Your answer should consist of each line below that contains the string "later".
Start of Block
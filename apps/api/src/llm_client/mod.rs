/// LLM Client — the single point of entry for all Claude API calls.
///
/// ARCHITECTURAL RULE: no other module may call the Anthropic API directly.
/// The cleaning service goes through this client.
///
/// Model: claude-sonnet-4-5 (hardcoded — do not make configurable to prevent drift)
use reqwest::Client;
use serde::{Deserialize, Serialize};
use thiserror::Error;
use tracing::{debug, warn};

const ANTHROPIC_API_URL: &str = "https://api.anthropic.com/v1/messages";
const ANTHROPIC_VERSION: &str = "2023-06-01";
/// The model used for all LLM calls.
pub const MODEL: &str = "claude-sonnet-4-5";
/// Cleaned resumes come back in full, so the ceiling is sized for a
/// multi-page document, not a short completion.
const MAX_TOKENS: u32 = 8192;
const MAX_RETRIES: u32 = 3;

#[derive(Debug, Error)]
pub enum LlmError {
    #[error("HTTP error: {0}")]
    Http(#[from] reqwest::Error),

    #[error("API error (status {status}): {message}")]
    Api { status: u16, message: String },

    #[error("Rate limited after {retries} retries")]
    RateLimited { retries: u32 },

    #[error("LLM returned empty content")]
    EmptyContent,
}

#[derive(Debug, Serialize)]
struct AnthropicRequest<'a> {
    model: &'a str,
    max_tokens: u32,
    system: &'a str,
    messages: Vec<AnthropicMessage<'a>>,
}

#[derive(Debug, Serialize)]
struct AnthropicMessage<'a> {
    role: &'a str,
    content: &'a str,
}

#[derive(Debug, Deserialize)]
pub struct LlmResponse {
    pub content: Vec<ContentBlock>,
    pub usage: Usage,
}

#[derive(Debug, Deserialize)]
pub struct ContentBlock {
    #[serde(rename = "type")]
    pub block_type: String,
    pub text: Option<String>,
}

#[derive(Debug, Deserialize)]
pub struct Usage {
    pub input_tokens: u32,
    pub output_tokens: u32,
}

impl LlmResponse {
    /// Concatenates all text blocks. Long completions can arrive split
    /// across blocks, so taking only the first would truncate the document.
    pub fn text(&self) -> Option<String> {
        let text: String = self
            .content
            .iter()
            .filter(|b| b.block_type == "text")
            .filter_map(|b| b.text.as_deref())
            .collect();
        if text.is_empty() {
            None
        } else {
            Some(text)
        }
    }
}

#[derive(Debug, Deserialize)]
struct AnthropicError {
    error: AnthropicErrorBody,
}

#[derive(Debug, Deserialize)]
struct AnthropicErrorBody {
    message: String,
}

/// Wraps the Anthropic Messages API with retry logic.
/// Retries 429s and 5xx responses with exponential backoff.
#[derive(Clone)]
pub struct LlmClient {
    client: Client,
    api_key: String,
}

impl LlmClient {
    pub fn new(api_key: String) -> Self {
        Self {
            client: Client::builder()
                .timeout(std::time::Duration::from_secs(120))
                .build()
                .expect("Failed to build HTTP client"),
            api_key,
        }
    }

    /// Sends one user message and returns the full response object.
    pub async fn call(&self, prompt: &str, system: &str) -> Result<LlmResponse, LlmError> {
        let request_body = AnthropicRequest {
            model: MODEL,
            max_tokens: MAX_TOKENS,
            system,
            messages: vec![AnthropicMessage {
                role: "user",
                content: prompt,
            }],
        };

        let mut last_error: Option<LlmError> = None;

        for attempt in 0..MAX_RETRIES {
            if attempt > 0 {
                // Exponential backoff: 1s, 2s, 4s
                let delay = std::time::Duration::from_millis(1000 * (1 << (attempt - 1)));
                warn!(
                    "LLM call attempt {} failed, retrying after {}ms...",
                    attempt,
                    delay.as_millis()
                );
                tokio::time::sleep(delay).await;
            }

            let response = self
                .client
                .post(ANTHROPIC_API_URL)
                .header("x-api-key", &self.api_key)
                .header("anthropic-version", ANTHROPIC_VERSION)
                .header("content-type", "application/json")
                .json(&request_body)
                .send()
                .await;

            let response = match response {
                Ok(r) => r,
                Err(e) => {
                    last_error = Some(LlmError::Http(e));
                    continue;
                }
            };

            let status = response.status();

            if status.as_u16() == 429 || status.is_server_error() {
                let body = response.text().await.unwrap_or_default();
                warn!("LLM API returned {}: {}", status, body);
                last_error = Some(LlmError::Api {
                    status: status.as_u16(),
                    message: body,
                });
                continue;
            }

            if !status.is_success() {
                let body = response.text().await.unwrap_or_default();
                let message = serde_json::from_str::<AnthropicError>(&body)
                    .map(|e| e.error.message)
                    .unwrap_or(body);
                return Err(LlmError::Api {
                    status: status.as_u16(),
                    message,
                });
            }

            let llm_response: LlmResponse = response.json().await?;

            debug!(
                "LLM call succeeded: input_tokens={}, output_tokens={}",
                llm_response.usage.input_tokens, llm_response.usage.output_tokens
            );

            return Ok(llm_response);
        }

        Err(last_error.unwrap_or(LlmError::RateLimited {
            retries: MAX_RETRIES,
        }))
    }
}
End of Block
Start of Block
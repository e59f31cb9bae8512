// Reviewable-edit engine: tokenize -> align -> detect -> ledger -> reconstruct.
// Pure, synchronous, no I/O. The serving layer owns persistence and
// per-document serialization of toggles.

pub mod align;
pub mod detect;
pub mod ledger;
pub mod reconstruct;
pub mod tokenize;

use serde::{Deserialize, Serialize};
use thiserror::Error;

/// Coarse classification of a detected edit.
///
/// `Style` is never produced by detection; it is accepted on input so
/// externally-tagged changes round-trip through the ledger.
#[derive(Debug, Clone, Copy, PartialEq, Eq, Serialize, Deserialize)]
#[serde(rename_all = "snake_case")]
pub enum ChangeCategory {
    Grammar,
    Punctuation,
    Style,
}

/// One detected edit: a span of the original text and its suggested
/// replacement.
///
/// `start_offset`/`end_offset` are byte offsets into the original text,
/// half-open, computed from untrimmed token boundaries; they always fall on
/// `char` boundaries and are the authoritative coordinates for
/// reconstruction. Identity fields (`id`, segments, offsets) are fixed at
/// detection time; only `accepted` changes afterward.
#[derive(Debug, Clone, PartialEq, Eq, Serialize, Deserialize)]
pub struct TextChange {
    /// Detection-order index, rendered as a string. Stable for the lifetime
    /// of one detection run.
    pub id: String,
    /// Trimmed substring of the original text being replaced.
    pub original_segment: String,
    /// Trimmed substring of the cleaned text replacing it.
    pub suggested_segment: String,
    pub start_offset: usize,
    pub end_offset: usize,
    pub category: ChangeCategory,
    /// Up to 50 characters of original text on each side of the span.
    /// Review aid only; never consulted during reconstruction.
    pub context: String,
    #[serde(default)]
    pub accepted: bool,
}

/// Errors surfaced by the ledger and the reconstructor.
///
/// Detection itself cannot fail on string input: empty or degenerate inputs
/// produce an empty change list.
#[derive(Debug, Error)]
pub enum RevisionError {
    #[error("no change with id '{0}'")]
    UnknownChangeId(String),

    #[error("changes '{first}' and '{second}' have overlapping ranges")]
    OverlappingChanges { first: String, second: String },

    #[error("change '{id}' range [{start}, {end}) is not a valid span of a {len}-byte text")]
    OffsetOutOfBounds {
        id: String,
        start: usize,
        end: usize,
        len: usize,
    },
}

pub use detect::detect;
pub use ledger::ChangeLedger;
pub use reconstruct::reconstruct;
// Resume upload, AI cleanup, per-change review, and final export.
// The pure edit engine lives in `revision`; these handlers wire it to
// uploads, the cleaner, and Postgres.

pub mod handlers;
End of Block
Start of Block
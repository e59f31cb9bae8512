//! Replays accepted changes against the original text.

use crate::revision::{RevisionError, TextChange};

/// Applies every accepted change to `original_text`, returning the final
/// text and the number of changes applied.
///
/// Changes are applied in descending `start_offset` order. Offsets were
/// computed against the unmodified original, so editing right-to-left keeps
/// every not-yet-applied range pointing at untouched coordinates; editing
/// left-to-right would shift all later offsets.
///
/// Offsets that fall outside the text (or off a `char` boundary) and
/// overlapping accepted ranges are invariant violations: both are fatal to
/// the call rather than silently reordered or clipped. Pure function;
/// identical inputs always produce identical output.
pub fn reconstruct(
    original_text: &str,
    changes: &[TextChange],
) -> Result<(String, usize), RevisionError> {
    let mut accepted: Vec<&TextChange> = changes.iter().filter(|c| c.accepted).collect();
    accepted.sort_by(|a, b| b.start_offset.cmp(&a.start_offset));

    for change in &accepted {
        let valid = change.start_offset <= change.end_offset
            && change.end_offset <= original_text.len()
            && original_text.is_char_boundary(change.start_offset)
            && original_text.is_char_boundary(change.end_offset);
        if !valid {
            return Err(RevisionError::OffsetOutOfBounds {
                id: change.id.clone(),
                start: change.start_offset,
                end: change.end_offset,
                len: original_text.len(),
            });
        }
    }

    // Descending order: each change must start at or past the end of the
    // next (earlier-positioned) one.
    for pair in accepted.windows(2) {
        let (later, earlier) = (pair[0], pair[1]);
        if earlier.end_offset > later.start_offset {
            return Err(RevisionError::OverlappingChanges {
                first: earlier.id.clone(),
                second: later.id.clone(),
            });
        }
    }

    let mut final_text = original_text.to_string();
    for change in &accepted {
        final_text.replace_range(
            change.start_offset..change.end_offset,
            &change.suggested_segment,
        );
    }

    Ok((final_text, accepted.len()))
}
End of Block
*RESULT:*
/// left-to-right would shift all later offsets.
        let (later, earlier) = (pair[0], pair[1]);
        if earlier.end_offset > later.start_offset {
                second: later.id.clone(),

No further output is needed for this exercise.